#### Source information

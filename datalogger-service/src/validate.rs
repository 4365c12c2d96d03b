use datalogger_client::domain::{Alert, AlertCode, NewReading};
use serde_json::{Map, Value};

/// Measurement fields a reading submission must carry. `energy_kwh` is the
/// one optional field and defaults to 0 when absent.
pub const REQUIRED_FIELDS: [&str; 12] = [
    "v1", "v2", "v3", "i1", "i2", "i3", "p1", "p2", "p3", "p_total", "temp", "humidity",
];

/// Rejected submission. Carries every field name that was missing or could
/// not be read as a finite number, so the producer can correct the payload
/// in one round trip.
#[derive(Debug, thiserror::Error)]
#[error("missing or invalid fields: {}", fields.join(", "))]
pub struct ValidationError {
    pub fields: Vec<String>,
}

/// Read a JSON value as a finite number. String-encoded numbers are accepted
/// because the sensor firmware sends some fields quoted.
fn numeric(value: &Value) -> Option<f64> {
    match value {
        Value::Number(n) => n.as_f64().filter(|v| v.is_finite()),
        Value::String(s) => s.trim().parse::<f64>().ok().filter(|v| v.is_finite()),
        _ => None,
    }
}

fn require(payload: &Map<String, Value>, name: &str, bad: &mut Vec<String>) -> f64 {
    match payload.get(name).and_then(numeric) {
        Some(v) => v,
        None => {
            bad.push(name.to_string());
            0.0
        }
    }
}

/// Check and normalize an inbound reading payload. Unknown extra keys are
/// ignored. No side effects; the caller decides what to do with the result.
pub fn validate_reading(payload: &Map<String, Value>) -> Result<NewReading, ValidationError> {
    let mut bad = Vec::new();

    let energy_kwh = match payload.get("energy_kwh") {
        None => 0.0,
        Some(v) => match numeric(v) {
            Some(x) => x,
            None => {
                bad.push("energy_kwh".to_string());
                0.0
            }
        },
    };

    let rec = NewReading {
        v1: require(payload, "v1", &mut bad),
        v2: require(payload, "v2", &mut bad),
        v3: require(payload, "v3", &mut bad),
        i1: require(payload, "i1", &mut bad),
        i2: require(payload, "i2", &mut bad),
        i3: require(payload, "i3", &mut bad),
        p1: require(payload, "p1", &mut bad),
        p2: require(payload, "p2", &mut bad),
        p3: require(payload, "p3", &mut bad),
        p_total: require(payload, "p_total", &mut bad),
        energy_kwh,
        temp: require(payload, "temp", &mut bad),
        humidity: require(payload, "humidity", &mut bad),
    };

    if bad.is_empty() {
        Ok(rec)
    } else {
        Err(ValidationError { fields: bad })
    }
}

/// Check an inbound alert payload: known code, non-empty phase, finite value.
pub fn validate_alert(payload: &Map<String, Value>) -> Result<Alert, ValidationError> {
    let mut bad = Vec::new();

    let code = payload
        .get("code")
        .and_then(|v| serde_json::from_value::<AlertCode>(v.clone()).ok());
    if code.is_none() {
        bad.push("code".to_string());
    }

    let phase = payload
        .get("phase")
        .and_then(|v| v.as_str())
        .filter(|s| !s.is_empty())
        .map(|s| s.to_string());
    if phase.is_none() {
        bad.push("phase".to_string());
    }

    let value = payload.get("value").and_then(numeric);
    if value.is_none() {
        bad.push("value".to_string());
    }

    match (code, phase, value) {
        (Some(code), Some(phase), Some(value)) => Ok(Alert { code, phase, value }),
        _ => Err(ValidationError { fields: bad }),
    }
}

#### What is needed
Write each line of the data down again exactly as it reads.

#### Response to the exercise
filename datalogger-service/src/validate.rs
repository 4365c12c2d96d03b
use datalogger_client::domain::{Alert, AlertCode, NewReading};
use serde_json::{Map, Value};

/// Measurement fields a reading submission must carry. `energy_kwh` is the
/// one optional field and defaults to 0 when absent.
pub const REQUIRED_FIELDS: [&str; 12] = [
    "v1", "v2", "v3", "i1", "i2", "i3", "p1", "p2", "p3", "p_total", "temp", "humidity",
];

/// Rejected submission. Carries every field name that was missing or could
/// not be read as a finite number, so the producer can correct the payload
/// in one round trip.
#[derive(Debug, thiserror::Error)]
#[error("missing or invalid fields: {}", fields.join(", "))]
pub struct ValidationError {
    pub fields: Vec<String>,
}

/// Read a JSON value as a finite number. String-encoded numbers are accepted
/// because the sensor firmware sends some fields quoted.
fn numeric(value: &Value) -> Option<f64> {
    match value {
        Value::Number(n) => n.as_f64().filter(|v| v.is_finite()),
        Value::String(s) => s.trim().parse::<f64>().ok().filter(|v| v.is_finite()),
        _ => None,
    }
}

fn require(payload: &Map<String, Value>, name: &str, bad: &mut Vec<String>) -> f64 {
    match payload.get(name).and_then(numeric) {
        Some(v) => v,
        None => {
            bad.push(name.to_string());
            0.0
        }
    }
}

/// Check and normalize an inbound reading payload. Unknown extra keys are
/// ignored. No side effects; the caller decides what to do with the result.
pub fn validate_reading(payload: &Map<String, Value>) -> Result<NewReading, ValidationError> {
    let mut bad = Vec::new();

    let energy_kwh = match payload.get("energy_kwh") {
        None => 0.0,
        Some(v) => match numeric(v) {
            Some(x) => x,
            None => {
                bad.push("energy_kwh".to_string());
                0.0
            }
        },
    };

    let rec = NewReading {
        v1: require(payload, "v1", &mut bad),
        v2: require(payload, "v2", &mut bad),
        v3: require(payload, "v3", &mut bad),
        i1: require(payload, "i1", &mut bad),
        i2: require(payload, "i2", &mut bad),
        i3: require(payload, "i3", &mut bad),
        p1: require(payload, "p1", &mut bad),
        p2: require(payload, "p2", &mut bad),
        p3: require(payload, "p3", &mut bad),
        p_total: require(payload, "p_total", &mut bad),
        energy_kwh,
        temp: require(payload, "temp", &mut bad),
        humidity: require(payload, "humidity", &mut bad),
    };

    if bad.is_empty() {
        Ok(rec)
    } else {
        Err(ValidationError { fields: bad })
    }
}

/// Check an inbound alert payload: known code, non-empty phase, finite value.
pub fn validate_alert(payload: &Map<String, Value>) -> Result<Alert, ValidationError> {
    let mut bad = Vec::new();

    let code = payload
        .get("code")
        .and_then(|v| serde_json::from_value::<AlertCode>(v.clone()).ok());
    if code.is_none() {
        bad.push("code".to_string());
    }

    let phase = payload
        .get("phase")
        .and_then(|v| v.as_str())
        .filter(|s| !s.is_empty())
        .map(|s| s.to_string());
    if phase.is_none() {
        bad.push("phase".to_string());
    }

    let value = payload.get("value").and_then(numeric);
    if value.is_none() {
        bad.push("value".to_string());
    }

    match (code, phase, value) {
        (Some(code), Some(phase), Some(value)) => Ok(Alert { code, phase, value }),
        _ => Err(ValidationError { fields: bad }),
    }
}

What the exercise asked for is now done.